#### [Exercise objective]
In the material below, find each line that contains the word "ServerSettings" and copy it.

#### [Data]

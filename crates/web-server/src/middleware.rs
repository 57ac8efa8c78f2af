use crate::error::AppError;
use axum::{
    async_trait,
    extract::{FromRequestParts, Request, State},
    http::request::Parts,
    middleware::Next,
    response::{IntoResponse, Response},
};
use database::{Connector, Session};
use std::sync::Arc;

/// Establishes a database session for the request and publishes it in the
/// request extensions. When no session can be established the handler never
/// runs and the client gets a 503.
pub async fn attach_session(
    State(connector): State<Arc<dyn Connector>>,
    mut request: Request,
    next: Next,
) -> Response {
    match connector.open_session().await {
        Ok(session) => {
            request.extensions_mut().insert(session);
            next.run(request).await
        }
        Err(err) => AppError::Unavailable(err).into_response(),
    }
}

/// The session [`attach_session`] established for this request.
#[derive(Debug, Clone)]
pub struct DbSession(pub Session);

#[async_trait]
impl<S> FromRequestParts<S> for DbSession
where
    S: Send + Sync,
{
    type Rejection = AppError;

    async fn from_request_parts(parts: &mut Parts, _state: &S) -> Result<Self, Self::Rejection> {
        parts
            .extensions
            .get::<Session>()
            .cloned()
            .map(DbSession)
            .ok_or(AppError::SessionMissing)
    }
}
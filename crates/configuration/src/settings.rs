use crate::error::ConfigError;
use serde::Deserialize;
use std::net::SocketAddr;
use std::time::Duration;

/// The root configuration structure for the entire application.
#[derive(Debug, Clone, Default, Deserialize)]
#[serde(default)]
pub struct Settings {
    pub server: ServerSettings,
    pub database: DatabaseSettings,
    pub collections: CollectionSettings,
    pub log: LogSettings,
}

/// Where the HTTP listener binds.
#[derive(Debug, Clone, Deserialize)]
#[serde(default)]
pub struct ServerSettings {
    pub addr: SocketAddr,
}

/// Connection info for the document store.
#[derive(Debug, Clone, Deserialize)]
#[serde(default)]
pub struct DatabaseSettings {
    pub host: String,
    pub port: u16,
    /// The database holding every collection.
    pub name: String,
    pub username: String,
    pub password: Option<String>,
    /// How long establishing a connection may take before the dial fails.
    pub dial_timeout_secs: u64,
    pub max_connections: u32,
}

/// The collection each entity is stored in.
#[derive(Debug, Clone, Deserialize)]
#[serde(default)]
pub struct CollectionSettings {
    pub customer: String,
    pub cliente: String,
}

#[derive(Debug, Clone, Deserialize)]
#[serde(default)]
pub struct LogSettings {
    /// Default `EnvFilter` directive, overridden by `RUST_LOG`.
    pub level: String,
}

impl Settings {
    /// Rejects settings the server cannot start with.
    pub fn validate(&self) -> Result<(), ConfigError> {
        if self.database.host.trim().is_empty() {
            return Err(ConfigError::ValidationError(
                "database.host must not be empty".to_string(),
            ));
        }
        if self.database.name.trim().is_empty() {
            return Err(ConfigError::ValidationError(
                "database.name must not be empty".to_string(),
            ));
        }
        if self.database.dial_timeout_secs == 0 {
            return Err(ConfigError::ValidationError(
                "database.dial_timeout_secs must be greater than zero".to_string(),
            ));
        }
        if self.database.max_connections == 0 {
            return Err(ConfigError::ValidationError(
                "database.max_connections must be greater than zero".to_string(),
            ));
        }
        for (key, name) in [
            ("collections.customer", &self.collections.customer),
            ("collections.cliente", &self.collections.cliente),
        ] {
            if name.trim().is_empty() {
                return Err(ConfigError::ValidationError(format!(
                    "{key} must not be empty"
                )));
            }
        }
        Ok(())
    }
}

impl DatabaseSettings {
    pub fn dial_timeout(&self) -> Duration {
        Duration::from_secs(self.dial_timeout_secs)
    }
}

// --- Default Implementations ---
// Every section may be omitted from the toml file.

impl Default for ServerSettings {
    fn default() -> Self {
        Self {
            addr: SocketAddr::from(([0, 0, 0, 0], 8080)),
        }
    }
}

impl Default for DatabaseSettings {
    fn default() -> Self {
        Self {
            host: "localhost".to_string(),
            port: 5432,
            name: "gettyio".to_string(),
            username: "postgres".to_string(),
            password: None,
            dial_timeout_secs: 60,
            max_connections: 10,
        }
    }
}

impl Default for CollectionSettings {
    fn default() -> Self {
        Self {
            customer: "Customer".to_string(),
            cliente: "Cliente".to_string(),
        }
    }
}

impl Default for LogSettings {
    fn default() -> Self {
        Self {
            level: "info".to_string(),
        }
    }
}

#### [Task output]
    pub server: ServerSettings,
pub struct ServerSettings {
impl Default for ServerSettings {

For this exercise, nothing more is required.